Walther Modell 4

| Walther Modell 4 | |
|---|---|
| Allgemeine Informationen | |
| Entwickler/Hersteller: | Carl Walther GmbH |
| Herstellerland: | Deutschland |
| Produktionszeit: | 1910 - 1928 |
| Waffenkategorie: | Selbstladepistole |
| Technische Daten | |
| Kailber | 7,65 mm Browning |
| Länge | |
| Höhe | |
| Breite | |
| Visierlänge | |
| Lauflänge | |
| Gewicht | |
| Magazinkapazität | |
| Abzugsgewicht | |
| Abzugsweg | |
| Laufprofil | |
| Dralllänge | |
Schon 1907 gelang Fritz Walther, einer von fünf Söhnen des Firmengründers Carl Walther, die Konstruktion der ersten deutschen Westentaschenpistole im Kaliber 6,35 mm Browning. 1908 stellten Vater Carl Walther und Sohn Fritz Walther die Pistole, das „Modell 1“, vor, welche ab dem gleichen Jahr produziert wurde. Ab 1909 ging das „Modell 2“ in Produktion. Im Jahr 1910 folgten bereits die Pistolen „Modell 3“ und „Modell 4“.
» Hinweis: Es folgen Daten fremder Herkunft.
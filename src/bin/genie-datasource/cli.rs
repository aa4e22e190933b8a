use std::net::SocketAddr;
use std::path::PathBuf;

use clap::{ArgAction, Parser};

#[derive(Parser, Debug)]
#[command(author, version, about = "SimpleJSON datasource for OpsGenie", long_about = None)]
pub struct Cli {
    /// Chemin du fichier de configuration TOML.
    #[arg(long, value_name = "PATH")]
    pub config: Option<PathBuf>,

    /// Adresse d'écoute, prioritaire sur la configuration.
    #[arg(long, value_name = "ADDR")]
    pub listen: Option<SocketAddr>,

    /// Autorise une URL OpsGenie en HTTP non chiffré.
    #[arg(long, action = ArgAction::SetTrue)]
    pub insecure: bool,

    /// Utilise un layer JSON pour les logs (`--features json-logs`).
    #[arg(long, action = ArgAction::SetTrue)]
    pub json_logs: bool,

    /// Filtre de logs explicite (ex. "genie_datasource=debug").
    #[arg(long, value_name = "FILTER")]
    pub log_filter: Option<String>,
}

impl Cli {
    pub fn parse_args() -> Self {
        Self::parse()
    }
}
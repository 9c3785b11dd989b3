//! Simulated "analyses" that stand in for training a model.
//!
//! Each analysis waits a fixed delay and then resolves to a canned result; the
//! runner turns any failure on the way into a single user-facing message.

mod gradient_boosting;
mod knn;
mod neural_network;

use std::{panic::AssertUnwindSafe, time::Duration};

use futures::FutureExt;
use serde::Serialize;

use crate::error::{ForestryErr, Result};

pub use gradient_boosting::{
    FeatureImportance, GradientBoostingAnalysis, GradientBoostingParams, GradientBoostingResults,
};
pub use knn::{DistanceMetric, KnnAnalysis, KnnParams, KnnResults, Weighting};
pub use neural_network::{
    Activation, NeuralNetworkAnalysis, NeuralNetworkParams, NeuralNetworkResults,
};

/// The only message a failed analysis ever shows.
pub const ANALYSIS_FAILED: &str = "Analysis failed. Please try again.";

/// An actual-vs-predicted label pair.
#[derive(Debug, Clone, PartialEq, Eq, Serialize)]
pub struct Prediction {
    pub actual: &'static str,
    pub predicted: &'static str,
}

pub(crate) fn predictions(pairs: &[(&'static str, &'static str)]) -> Vec<Prediction> {
    pairs
        .iter()
        .map(|&(actual, predicted)| Prediction { actual, predicted })
        .collect()
}

/// A simulated model run.
pub trait Analysis {
    type Params: Serialize + Clone;
    type Output: Serialize;

    /// Algorithm name reported to completion listeners.
    fn name(&self) -> &'static str;

    /// How long the run pretends to compute.
    fn delay(&self) -> Duration;

    fn params(&self) -> &Self::Params;

    /// Produces the results once the delay has elapsed.
    ///
    /// # Errors
    /// Whatever error the implementation reports; the runner never lets it escape.
    fn compute(&self) -> Result<Self::Output>;
}

/// What the view renders after the run: either the results or the failure message.
#[derive(Debug, Clone, PartialEq, Serialize)]
#[serde(untagged)]
pub enum AnalysisOutcome<T> {
    Completed(T),
    Failed { error: String },
}

impl<T> AnalysisOutcome<T> {
    pub fn failed() -> Self {
        Self::Failed {
            error: ANALYSIS_FAILED.to_string(),
        }
    }

    pub fn is_failed(&self) -> bool {
        matches!(self, Self::Failed { .. })
    }

    pub fn completed(&self) -> Option<&T> {
        match self {
            Self::Completed(results) => Some(results),
            Self::Failed { .. } => None,
        }
    }
}

/// Handed to the completion listener after a successful run.
#[derive(Debug, Clone, Serialize)]
pub struct AnalysisReport<'a, P, T> {
    pub algorithm: &'static str,
    pub parameters: P,
    pub results: &'a T,
}

/// Runs `analysis` to completion.
///
/// Errors returned by `compute` and panics raised while running are both
/// logged and converted into [`AnalysisOutcome::Failed`].
pub async fn run<A: Analysis>(analysis: &A) -> AnalysisOutcome<A::Output> {
    run_with(analysis, |_| {}).await
}

/// Like [`run`], but reports successful results to `on_complete` first.
///
/// A panicking `on_complete` fails the run the same way a panicking `compute` does.
pub async fn run_with<A, F>(analysis: &A, on_complete: F) -> AnalysisOutcome<A::Output>
where
    A: Analysis,
    F: FnOnce(AnalysisReport<'_, A::Params, A::Output>),
{
    let name = analysis.name();
    log::info!("running {name} analysis");

    let attempt = AssertUnwindSafe(async {
        tokio::time::sleep(analysis.delay()).await;
        let results = analysis.compute()?;
        on_complete(AnalysisReport {
            algorithm: name,
            parameters: analysis.params().clone(),
            results: &results,
        });
        Ok::<_, ForestryErr>(results)
    })
    .catch_unwind()
    .await;

    match attempt {
        Ok(Ok(results)) => {
            log::info!("{name} analysis finished");
            AnalysisOutcome::Completed(results)
        }
        Ok(Err(e)) => {
            log::error!("error during {name} analysis: {e}");
            AnalysisOutcome::failed()
        }
        Err(_) => {
            log::error!("{name} analysis panicked");
            AnalysisOutcome::failed()
        }
    }
}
Die Pistole wurde von 1910 bis 1928 in verschiedenen Varianten hergestellt. Die Unterschiede zwischen den einzelnen Versionen sind relativ gering und eher optischer Natur wie zum Beispiel unterschiedliche Anzahl der Griffrillen am Schlitten oder verschiedene Texte auf dem Schlitten. Die Pistole wurde sowohl mit einer brünierten als auch mit einer vernickelten Metalloberfläche angeboten. Die Pistole hat Hartgummigriffschalen.
Die Pistole wurde von der Polizei, Offizieren des Kaiserlichen Heeres, Offizieren der Reichswehr sowie von der Reichsbahnpolizei als Dienstwaffe geführt. Nach dem Zweiten Weltkrieg wurde die Pistole von der Polizei in Bayern als Dienstwaffe geführt. Es wurden circa 275.000 Pistolen des Modell 4 hergestellt.